Like a condom, 1st Amendment can't always protect you ~ By Ann Coulter

I hope I won't get sued by Ann Coulter for excerpting several parts of her column. After all, she is an attorney. (Oh, wait, maybe I could claim that I am a journalist...) But anyway, Ann's column has so much good information in it, sharing it with you will hopefully provide some understanding as to what can be done about Julian Assange, (that is, if Eric Holder ever gets off his hind end), and why the 1st Amendment really is a non-issue in this case.
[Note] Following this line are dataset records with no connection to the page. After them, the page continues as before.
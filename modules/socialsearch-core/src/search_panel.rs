//! Search panel state machine.
//!
//! `Idle -> Loading -> {HasResults | Empty | Failed}`, re-entering `Loading` on
//! every submit. Each submit takes a sequence number; a response is applied only
//! if its sequence is still the one in flight. Picking a different network
//! bumps the sequence as well, so a response for the old network is dropped.
//!
//! Submission is two-phase (`begin_submit` / `complete_submit`) so callers that
//! drive the request themselves get the same guarantees as [`SearchPanel::submit`].

use std::sync::{Arc, Mutex, MutexGuard};

use tracing::{debug, info, warn};

use socialsearch_common::{
    FavoriteRecord, Network, SearchQuery, SearchRecord, SearchResultRow, Tier,
};
use socialsearch_store::SearchStore;

use crate::error::{PanelError, Result};
use crate::traits::ProfileSearch;

/// What the results area shows.
#[derive(Debug, Clone, PartialEq)]
pub enum ViewState {
    /// Never searched, or the network changed since the last search.
    Idle,
    Loading,
    HasResults(Vec<SearchResultRow>),
    /// The search completed with zero rows.
    Empty,
    /// The search request failed. Carries the error message for logs and UI.
    Failed(String),
}

impl ViewState {
    pub fn is_loading(&self) -> bool {
        matches!(self, ViewState::Loading)
    }

    pub fn rows(&self) -> &[SearchResultRow] {
        match self {
            ViewState::HasResults(rows) => rows,
            _ => &[],
        }
    }
}

/// Handle for one issued search. Pass it back to [`SearchPanel::complete_submit`].
#[derive(Debug, Clone, PartialEq, Eq)]
pub struct SearchTicket {
    seq: u64,
    query: SearchQuery,
}

impl SearchTicket {
    pub fn seq(&self) -> u64 {
        self.seq
    }

    pub fn query(&self) -> &SearchQuery {
        &self.query
    }
}

#[derive(Debug, Clone, Copy, PartialEq, Eq)]
pub enum SubmitOutcome {
    /// The response updated the panel.
    Applied,
    /// A newer search or a network change happened first; the response was dropped.
    Superseded,
}

/// Read-only copy of the panel for rendering.
#[derive(Debug, Clone, PartialEq)]
pub struct PanelSnapshot {
    pub network: Option<Network>,
    pub text: String,
    pub tier: Tier,
    pub view: ViewState,
    pub favorited: bool,
    pub can_submit: bool,
    /// Whether the favorite button exists at all (pro only).
    pub show_favorite: bool,
    pub can_favorite: bool,
    /// Query behind the rows currently shown.
    pub shown_query: Option<SearchQuery>,
}

#[derive(Debug)]
struct PanelState {
    network: Option<Network>,
    text: String,
    tier: Tier,
    view: ViewState,
    favorited: bool,
    favoriting: bool,
    /// Last sequence number handed out.
    seq: u64,
    /// Sequence of the search whose response is still awaited.
    in_flight: Option<u64>,
    shown_query: Option<SearchQuery>,
}

impl PanelState {
    fn new(tier: Tier) -> Self {
        Self {
            network: None,
            text: String::new(),
            tier,
            view: ViewState::Idle,
            favorited: false,
            favoriting: false,
            seq: 0,
            in_flight: None,
            shown_query: None,
        }
    }

    fn loading(&self) -> bool {
        self.in_flight.is_some()
    }

    fn can_submit(&self) -> bool {
        self.network.is_some() && !self.text.trim().is_empty() && !self.loading()
    }

    fn can_favorite(&self) -> bool {
        self.tier.is_premium()
            && self.network.is_some()
            && !self.text.trim().is_empty()
            && self.shown_query.is_some()
            && !self.view.rows().is_empty()
            && !self.favorited
            && !self.favoriting
            && !self.loading()
    }
}

/// One visitor's search panel.
pub struct SearchPanel {
    state: Mutex<PanelState>,
    profiles: Arc<dyn ProfileSearch>,
    store: Arc<dyn SearchStore>,
}

impl SearchPanel {
    pub fn new(tier: Tier, profiles: Arc<dyn ProfileSearch>, store: Arc<dyn SearchStore>) -> Self {
        Self {
            state: Mutex::new(PanelState::new(tier)),
            profiles,
            store,
        }
    }

    fn lock(&self) -> MutexGuard<'_, PanelState> {
        self.state.lock().unwrap_or_else(|e| e.into_inner())
    }

    // --- Inputs ---

    pub fn set_text(&self, text: &str) {
        self.lock().text = text.to_string();
    }

    /// Select the target network. Choosing a different one clears the shown
    /// result and drops any in-flight response.
    pub fn select_network(&self, network: Network) {
        let mut state = self.lock();
        if state.network == Some(network) {
            return;
        }
        state.network = Some(network);
        state.seq += 1;
        if state.in_flight.take().is_some() {
            debug!(network = %network, "Network changed, dropping in-flight search");
        }
        state.view = ViewState::Idle;
        state.shown_query = None;
        state.favorited = false;
    }

    pub fn set_tier(&self, tier: Tier) {
        self.lock().tier = tier;
    }

    // --- Predicates ---

    pub fn can_submit(&self) -> bool {
        self.lock().can_submit()
    }

    pub fn can_favorite(&self) -> bool {
        self.lock().can_favorite()
    }

    pub fn is_loading(&self) -> bool {
        self.lock().loading()
    }

    pub fn snapshot(&self) -> PanelSnapshot {
        let state = self.lock();
        PanelSnapshot {
            network: state.network,
            text: state.text.clone(),
            tier: state.tier,
            view: state.view.clone(),
            favorited: state.favorited,
            can_submit: state.can_submit(),
            show_favorite: state.tier.is_premium(),
            can_favorite: state.can_favorite(),
            shown_query: state.shown_query.clone(),
        }
    }

    // --- Search ---

    /// Start a search: enter `Loading`, clear the favorite flag and hand out a
    /// ticket for the query to run.
    pub fn begin_submit(&self) -> Result<SearchTicket> {
        let mut state = self.lock();
        if !state.can_submit() {
            return Err(PanelError::SubmitDisabled);
        }
        let network = state.network.ok_or(PanelError::SubmitDisabled)?;
        let query = SearchQuery::new(network, state.text.trim(), state.tier);

        state.seq += 1;
        state.in_flight = Some(state.seq);
        state.view = ViewState::Loading;
        state.favorited = false;

        Ok(SearchTicket {
            seq: state.seq,
            query,
        })
    }

    /// Apply a search response if its ticket is still current.
    pub fn complete_submit(
        &self,
        ticket: SearchTicket,
        outcome: std::result::Result<Vec<SearchResultRow>, String>,
    ) -> SubmitOutcome {
        let mut state = self.lock();
        if state.in_flight != Some(ticket.seq) {
            debug!(seq = ticket.seq, latest = state.seq, "Dropping stale search response");
            return SubmitOutcome::Superseded;
        }
        state.in_flight = None;

        match outcome {
            Ok(rows) if rows.is_empty() => {
                state.view = ViewState::Empty;
                state.shown_query = Some(ticket.query);
            }
            Ok(rows) => {
                state.view = ViewState::HasResults(rows);
                state.shown_query = Some(ticket.query);
            }
            Err(message) => {
                state.view = ViewState::Failed(message);
                state.shown_query = None;
            }
        }
        SubmitOutcome::Applied
    }

    /// Run a full search: one outbound query, then record it in the store.
    pub async fn submit(&self) -> Result<SubmitOutcome> {
        let ticket = self.begin_submit()?;
        Ok(self.run(ticket).await)
    }

    /// Perform the query for a ticket from `begin_submit` and apply the
    /// response. A failed store write is logged and does not hide the results.
    pub async fn run(&self, ticket: SearchTicket) -> SubmitOutcome {
        let query = ticket.query().clone();

        let outcome = match self.profiles.search(&query).await {
            Ok(rows) => {
                info!(network = %query.network, count = rows.len(), "Search completed");
                if let Err(e) = self.store.record_search(&SearchRecord::from(&query)).await {
                    warn!(error = %e, network = %query.network, "Failed to record search");
                }
                Ok(rows)
            }
            Err(e) => {
                warn!(error = %e, network = %query.network, "Profile search failed");
                Err(e.to_string())
            }
        };

        self.complete_submit(ticket, outcome)
    }

    // --- Favorite ---

    /// Mark the query behind the shown results as favorite (pro only).
    pub async fn favorite(&self) -> Result<()> {
        let (seq, record) = {
            let mut state = self.lock();
            if !state.can_favorite() {
                return Err(PanelError::FavoriteDisabled);
            }
            let query = state
                .shown_query
                .as_ref()
                .ok_or(PanelError::FavoriteDisabled)?;
            let record = FavoriteRecord::from(query);
            state.favoriting = true;
            (state.seq, record)
        };

        let result = self.store.record_favorite(&record).await;

        let mut state = self.lock();
        state.favoriting = false;
        match result {
            Ok(()) => {
                // A newer search or network change resets the flag; don't resurrect it.
                if state.seq == seq {
                    state.favorited = true;
                }
                info!(network = %record.social, "Search marked as favorite");
                Ok(())
            }
            Err(e) => {
                warn!(error = %e, network = %record.social, "Failed to save favorite");
                Err(PanelError::Store(e))
            }
        }
    }
}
Ann will explain why that is, and why being a "journalist" doesn't give a person immunity from the laws of the land.

Like a condom, 1st Amendment can't always protect you

By Ann Coulter

December 15, 2010 ~ 6:21 pm Eastern

© 2010

First of all, I feel so much more confident that the TSA's nude photos of airline passengers will never be released now that I know the government couldn't even prevent half a million classified national security documents from being posted on WikiLeaks.

President Obama and Attorney General Eric Holder will be getting around to WikiLeaks' proprietor, Julian Assange, just as soon as they figure out which law the New Black Panthers might have violated by standing outside a polling place with billy clubs.

These legal eagles are either giving the press a lot of disinformation about the WikiLeaks investigation or they are a couple Elmer Fudds who can't find their own butts without a map.

Since Holder apparently wasn't watching Fox News a few weeks ago, I'll repeat myself and save the taxpayers the cost of Holder's legal assistants having to pore through the federal criminal statutes starting with the A's.

Among the criminal laws apparently broken by Assange is 18 U.S.C. 793(e), which provides:
"Whoever having unauthorized possession of, access to, or control over any document, writing, code book, signal book, sketch, photograph, (etc. etc.) relating to the national defense, ... (which) the possessor has reason to believe could be used to the injury of the United States or to the advantage of any foreign nation, willfully communicates (etc. etc) the same to any person not entitled to receive it, or willfully retains the same (etc) ...

"Shall be fined under this title or imprisoned not more than ten years, or both."

As is evident, merely being in unauthorized possession of classified national security documents that could be used to harm this country and publishing those documents constitutes a felony.

There's no exception for albinos with webpages – or "journalists." Journalists are people, too!
And now, skipping down to the end of the column:
If Assange had unauthorized possession of any national defense document that he had reason to believe could be used to injure the United States, and he willfully communicated that to any person not entitled to receive it, Assange committed a felony, and it wouldn't matter if he were Lois Lane, my favorite reporter.

As I have noted previously, the only part of the criminal law that doesn't apply to reporters is the death penalty, at least since 2002, when the Supreme Court decided in Atkins v. Virginia that it's "cruel and unusual punishment" to execute the retarded.

Also, journalists can slander people at will. That ought to make them happy.